AustralianSuper’s size is both a blessing and a curse. Its size has allowed it to harness immense scale to maximise efficiency in accumulation; but it now faces the task of developing far more tailored solutions to a huge number of members as they retire. 

To put it into perspective, in the current year, an estimated one in every eight Australians who retires will be an AustralianSuper member. Its response to the demands of meeting retirement expectations will affect the greatest number of individuals of any single fund.  

It already currently has around 106,000 retired members, whose $42 billion in assets represent about 3 per cent of the fund’s total, and it paid out about $3 billion in retirement income in the year to June 30, 2023. 

The fund expects another half a million members to move into retirement in the next 10 years. Currently the average account balance for a retiring member is about $150,000 – slightly more than that for males, and slightly less for females – and Blackmore says making as many of them as possible ready for when that day arrives is a key objective driving the fund’s strategy. 

Qualification in retirement  

A new content hub, called the Elements of Retirement Guide, has been launched to take members through the retirement planning process so that as retirement nears they at the very least are better informed and more confident about the steps they need to take.
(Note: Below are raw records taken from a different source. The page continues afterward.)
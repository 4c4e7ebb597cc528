//! File-backed persistence backend.
//!
//! One file per key under a data directory, each holding the JSON value for
//! that key. This is the CLI's stand-in for a browser's local storage: state
//! survives process restarts until explicitly cleared.

use std::io::ErrorKind;
use std::path::PathBuf;

use super::{KeyValueStore, PersistError};

/// A [`KeyValueStore`] writing each key to `<dir>/<key>.json`.
#[derive(Debug)]
pub struct FileStore {
    dir: PathBuf,
}

impl FileStore {
    /// Open a file store rooted at `dir`, creating the directory if needed.
    ///
    /// # Errors
    ///
    /// Returns an error if the directory cannot be created.
    pub fn open(dir: impl Into<PathBuf>) -> Result<Self, PersistError> {
        let dir = dir.into();
        std::fs::create_dir_all(&dir)?;
        Ok(Self { dir })
    }

    fn path_for(&self, key: &str) -> Result<PathBuf, PersistError> {
        // Keys name files directly; anything that could escape the data
        // directory is rejected rather than sanitized
        if key.is_empty()
            || !key
                .chars()
                .all(|c| c.is_ascii_alphanumeric() || c == '-' || c == '_')
        {
            return Err(PersistError::InvalidKey(key.to_string()));
        }
        Ok(self.dir.join(format!("{key}.json")))
    }
}

impl KeyValueStore for FileStore {
    fn get(&self, key: &str) -> Result<Option<String>, PersistError> {
        let path = self.path_for(key)?;
        match std::fs::read_to_string(&path) {
            Ok(value) => Ok(Some(value)),
            Err(error) if error.kind() == ErrorKind::NotFound => Ok(None),
            Err(error) => Err(error.into()),
        }
    }

    fn set(&self, key: &str, value: &str) -> Result<(), PersistError> {
        let path = self.path_for(key)?;
        std::fs::write(&path, value)?;
        Ok(())
    }

    fn remove(&self, key: &str) -> Result<(), PersistError> {
        let path = self.path_for(key)?;
        match std::fs::remove_file(&path) {
            Ok(()) => Ok(()),
            Err(error) if error.kind() == ErrorKind::NotFound => Ok(()),
            Err(error) => Err(error.into()),
        }
    }
}

#[cfg(test)]
mod tests {
    use std::sync::atomic::{AtomicUsize, Ordering};

    use super::*;

    static DIR_COUNTER: AtomicUsize = AtomicUsize::new(0);

    fn scratch_dir() -> PathBuf {
        let id = DIR_COUNTER.fetch_add(1, Ordering::Relaxed);
        std::env::temp_dir().join(format!("shopfront-filestore-{}-{id}", std::process::id()))
    }

    #[test]
    fn test_set_get_remove_roundtrip() {
        let store = FileStore::open(scratch_dir()).expect("open");

        assert!(store.get("authToken").expect("get").is_none());
        store.set("authToken", "\"abc\"").expect("set");
        assert_eq!(
            store.get("authToken").expect("get").as_deref(),
            Some("\"abc\"")
        );

        store.remove("authToken").expect("remove");
        assert!(store.get("authToken").expect("get").is_none());
    }

    #[test]
    fn test_values_survive_reopen() {
        let dir = scratch_dir();
        {
            let store = FileStore::open(&dir).expect("open");
            store.set("shoppingCart", "[]").expect("set");
        }
        let reopened = FileStore::open(&dir).expect("reopen");
        assert_eq!(
            reopened.get("shoppingCart").expect("get").as_deref(),
            Some("[]")
        );
    }

    #[test]
    fn test_remove_absent_key_ok() {
        let store = FileStore::open(scratch_dir()).expect("open");
        assert!(store.remove("authUser").is_ok());
    }

    #[test]
    fn test_path_traversal_key_rejected() {
        let store = FileStore::open(scratch_dir()).expect("open");
        assert!(matches!(
            store.set("../escape", "{}"),
            Err(PersistError::InvalidKey(_))
        ));
        assert!(matches!(
            store.get(""),
            Err(PersistError::InvalidKey(_))
        ));
    }
}
//! Order commands.
//!
//! Both commands are guarded on the session predicate before any network
//! call, mirroring the route guard in front of the order screens.

use shopfront_client::error::ApiError;

use super::Storefront;

/// Print the user's order history.
pub async fn list(storefront: &Storefront) -> Result<(), ApiError> {
    if !storefront.session.is_authenticated() {
        println!("Please log in to view your orders.");
        return Ok(());
    }

    let orders = storefront.orders.list_orders().await?;

    if orders.is_empty() {
        println!("No orders yet.");
        return Ok(());
    }

    for order in orders {
        println!(
            "Order #{} - {} - ${:.2}",
            order.id,
            order.created_at.format("%Y-%m-%d %H:%M"),
            order.total_price
        );
        for item in &order.items {
            println!(
                "    {:>3} x {:<32} @ ${}",
                item.quantity, item.product.name, item.price_at_purchase
            );
        }
    }

    Ok(())
}

/// Place an order for the current cart contents.
///
/// Works from a cart snapshot; on success the cart is cleared here, not in
/// the gateway.
pub async fn place(storefront: &Storefront) -> Result<(), ApiError> {
    if !storefront.session.is_authenticated() {
        println!("Please log in to place an order.");
        return Ok(());
    }

    let snapshot = storefront.cart.snapshot();
    let order = storefront.orders.place_order(&snapshot).await?;

    storefront.cart.clear();
    // Stock counts changed server-side; drop stale catalog entries
    storefront.catalog.invalidate_all().await;

    println!(
        "Order #{} placed. {} line(s), total ${:.2}",
        order.id,
        order.items.len(),
        order.total_price
    );

    Ok(())
}
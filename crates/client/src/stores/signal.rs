//! Synchronous observer registry.
//!
//! Replaces reactive stream plumbing with the smallest thing that works: a
//! store owns a [`Subscribers`] list, and every mutation notifies registered
//! observers synchronously, in registration order, before the mutating call
//! returns. Observers live for the life of the store.

use std::sync::{Mutex, MutexGuard, PoisonError};

type Listener<T> = Box<dyn Fn(&T) + Send>;

/// A list of observers notified with a snapshot of store state.
pub struct Subscribers<T> {
    listeners: Mutex<Vec<Listener<T>>>,
}

impl<T> Subscribers<T> {
    /// Create an empty subscriber list.
    #[must_use]
    pub const fn new() -> Self {
        Self {
            listeners: Mutex::new(Vec::new()),
        }
    }

    /// Register an observer. There is no unsubscription; observers are
    /// dropped with the store.
    pub fn subscribe(&self, listener: impl Fn(&T) + Send + 'static) {
        self.locked().push(Box::new(listener));
    }

    /// Notify every observer, synchronously and in registration order.
    pub fn notify(&self, value: &T) {
        for listener in self.locked().iter() {
            listener(value);
        }
    }

    fn locked(&self) -> MutexGuard<'_, Vec<Listener<T>>> {
        self.listeners.lock().unwrap_or_else(PoisonError::into_inner)
    }
}

impl<T> Default for Subscribers<T> {
    fn default() -> Self {
        Self::new()
    }
}

impl<T> std::fmt::Debug for Subscribers<T> {
    fn fmt(&self, f: &mut std::fmt::Formatter<'_>) -> std::fmt::Result {
        f.debug_struct("Subscribers")
            .field("count", &self.locked().len())
            .finish()
    }
}
//! Wire types for the shop backend API.
//!
//! Field names and shapes mirror the backend's JSON exactly; domain-typed
//! wrappers (IDs, prices, credentials) come from `shopfront-core`.

use chrono::{DateTime, Utc};
use serde::{Deserialize, Serialize};

use shopfront_core::{
    AccessToken, CategoryId, Email, OrderId, OrderItemId, Price, ProductId, RefreshToken, UserId,
};

// =============================================================================
// Catalog
// =============================================================================

/// A product category.
#[derive(Debug, Clone, PartialEq, Eq, Serialize, Deserialize)]
pub struct Category {
    pub id: CategoryId,
    pub name: String,
    pub slug: String,
}

/// A product as supplied by the backend.
///
/// Immutable from the client's perspective; cart lines carry a snapshot of
/// the product as it looked when it was added.
#[derive(Debug, Clone, PartialEq, Eq, Serialize, Deserialize)]
pub struct Product {
    pub id: ProductId,
    pub name: String,
    pub description: String,
    pub price: Price,
    /// Units available at the time the product was fetched.
    pub stock: u32,
    #[serde(default)]
    pub image_url: Option<String>,
    pub category: Category,
    pub created_at: DateTime<Utc>,
    pub updated_at: DateTime<Utc>,
}

// =============================================================================
// Authentication
// =============================================================================

/// The authenticated user's identity record.
#[derive(Debug, Clone, PartialEq, Eq, Serialize, Deserialize)]
pub struct User {
    pub id: UserId,
    pub username: String,
    pub email: String,
}

/// Response body of the login and register endpoints.
///
/// `access` is optional at the serde level so a malformed success response
/// surfaces as a session-consistency failure, not a parse error.
#[derive(Debug, Clone, Deserialize)]
pub struct AuthResponse {
    #[serde(default)]
    pub access: Option<AccessToken>,
    #[serde(default)]
    pub refresh: Option<RefreshToken>,
    #[serde(default)]
    pub user: Option<User>,
}

/// Response body of the token refresh endpoint.
#[derive(Debug, Clone, Deserialize)]
pub struct RefreshResponse {
    pub access: AccessToken,
}

/// Login request payload.
#[derive(Debug, Clone, Serialize)]
pub struct LoginRequest {
    pub username: String,
    pub password: String,
}

/// Registration request payload.
///
/// `password_confirm` is checked against `password` client-side before the
/// request is sent; the backend re-validates.
#[derive(Debug, Clone, Serialize)]
pub struct Registration {
    pub username: String,
    pub email: Email,
    pub password: String,
    pub password_confirm: String,
}

// =============================================================================
// Orders
// =============================================================================

/// One line of a placed order, as read back from the backend.
#[derive(Debug, Clone, PartialEq, Eq, Serialize, Deserialize)]
pub struct OrderItem {
    pub id: OrderItemId,
    pub product: Product,
    pub quantity: u32,
    /// Unit price captured at purchase time; the live product price may have
    /// changed since.
    pub price_at_purchase: Price,
}

/// A placed order. Backend-owned and read-only to the client.
#[derive(Debug, Clone, PartialEq, Eq, Serialize, Deserialize)]
pub struct Order {
    pub id: OrderId,
    /// Username of the ordering customer.
    pub customer: String,
    pub created_at: DateTime<Utc>,
    pub items: Vec<OrderItem>,
    pub total_price: Price,
}

/// One line of an order submission.
#[derive(Debug, Clone, Serialize)]
pub struct OrderItemPayload {
    pub product_id: ProductId,
    pub quantity: u32,
}

/// Order submission payload.
#[derive(Debug, Clone, Serialize)]
pub struct OrderPayload {
    pub items: Vec<OrderItemPayload>,
}

#[cfg(test)]
mod tests {
    use super::*;

    #[test]
    fn test_product_deserializes_backend_shape() {
        let json = r#"{
            "id": 1,
            "name": "Keyboard",
            "description": "Mechanical",
            "price": "59.90",
            "stock": 12,
            "image_url": null,
            "category": {"id": 2, "name": "Peripherals", "slug": "peripherals"},
            "created_at": "2024-03-01T10:00:00Z",
            "updated_at": "2024-03-02T10:00:00Z"
        }"#;

        let product: Product = serde_json::from_str(json).expect("deserialize");
        assert_eq!(product.id, ProductId::new(1));
        assert_eq!(product.stock, 12);
        assert_eq!(product.price, "59.90".parse().expect("price"));
        assert_eq!(product.category.slug, "peripherals");
        assert!(product.image_url.is_none());
    }

    #[test]
    fn test_auth_response_without_access_token() {
        let response: AuthResponse = serde_json::from_str(r#"{"user": null}"#).expect("deserialize");
        assert!(response.access.is_none());
        assert!(response.refresh.is_none());
        assert!(response.user.is_none());
    }

    #[test]
    fn test_order_payload_wire_shape() {
        let payload = OrderPayload {
            items: vec![OrderItemPayload {
                product_id: ProductId::new(3),
                quantity: 2,
            }],
        };
        let json = serde_json::to_value(&payload).expect("serialize");
        assert_eq!(
            json,
            serde_json::json!({"items": [{"product_id": 3, "quantity": 2}]})
        );
    }
}
//! Authentication commands.

use shopfront_client::api::types::{LoginRequest, Registration};
use shopfront_client::error::ApiError;
use shopfront_core::Email;

use super::Storefront;

/// Log in and store the session.
pub async fn login(
    storefront: &Storefront,
    username: String,
    password: String,
) -> Result<(), ApiError> {
    let response = storefront
        .auth
        .login(&LoginRequest { username, password })
        .await?;

    match response.user {
        Some(user) => println!("Logged in as {}.", user.username),
        None => println!("Logged in."),
    }

    Ok(())
}

/// Register a new account and log straight in.
pub async fn register(
    storefront: &Storefront,
    username: String,
    email: &str,
    password: String,
    password_confirm: String,
) -> Result<(), ApiError> {
    let registration = Registration {
        username,
        email: Email::parse(email)?,
        password,
        password_confirm,
    };

    let response = storefront.auth.register(&registration).await?;

    match response.user {
        Some(user) => println!("Registration successful. Logged in as {}.", user.username),
        None => println!("Registration successful."),
    }

    Ok(())
}

/// Log out and clear the stored session.
pub fn logout(storefront: &Storefront) {
    storefront.session.logout();
    println!("Logged out.");
}

/// Print the currently logged-in user.
pub fn whoami(storefront: &Storefront) {
    if !storefront.session.is_authenticated() {
        println!("Not logged in.");
        return;
    }

    match storefront.session.current_user() {
        Some(user) => println!("{} <{}>", user.username, user.email),
        None => println!("Logged in (no user record stored)."),
    }
}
The guide covers five elements: super and investments, planning for retirement, moving into retirement, income in retirement, and lifestyle and well-being. 

Blackmore says the concept for the guide came from “a little bit of an out-there idea to say, actually, can we give someone a certificate in retirement?”. 

“If it was an education course, and you were getting a certificate in law or accounting, you’d have subjects and modules in order to complete that qualification,” he says. 

“If we can give members a ‘qualification’ in retirement, what would that look like? Well, you break it down to say, there are modules or subjects in order to complete.I don’t think a ‘qualification’ was the right way to engage members, and [we] came up with there’s elements of retirement. The content at the moment is the starting position.” 

Blackmore says the main retirement income solution for AustralianSuper fund members now is an account-based pension. But even for what should be a relatively simple task – transferring a member from an accumulation fund to a pension product – is fraught with complexity. A member must, for example, reapply to become a member of their existing fund so they can open an account-based pension. This would be significantly simplified by the account-for-life proposal in its AustralianSuper’s Treasury submission. 

Even delivering advice on whether an account-based pension is an appropriate retirement solution can get messy, because it is a separate financial product from the accumulation fund and advice may not be possible within the boundaries of intrafund advice. 

Even so, Blackmore says the provision of retirement solutions will inevitably involve help, advice or guidance of some sort. 

“The ability to have advice available and obtainable to all members is going to be really important,” he says.“Some members have quite simple needs and want education. And some members will want full personal advice and their hand held. Again, members are telling us how do you make it simple for us to understand where to go to get advice? How do you make it more attainable and affordable?”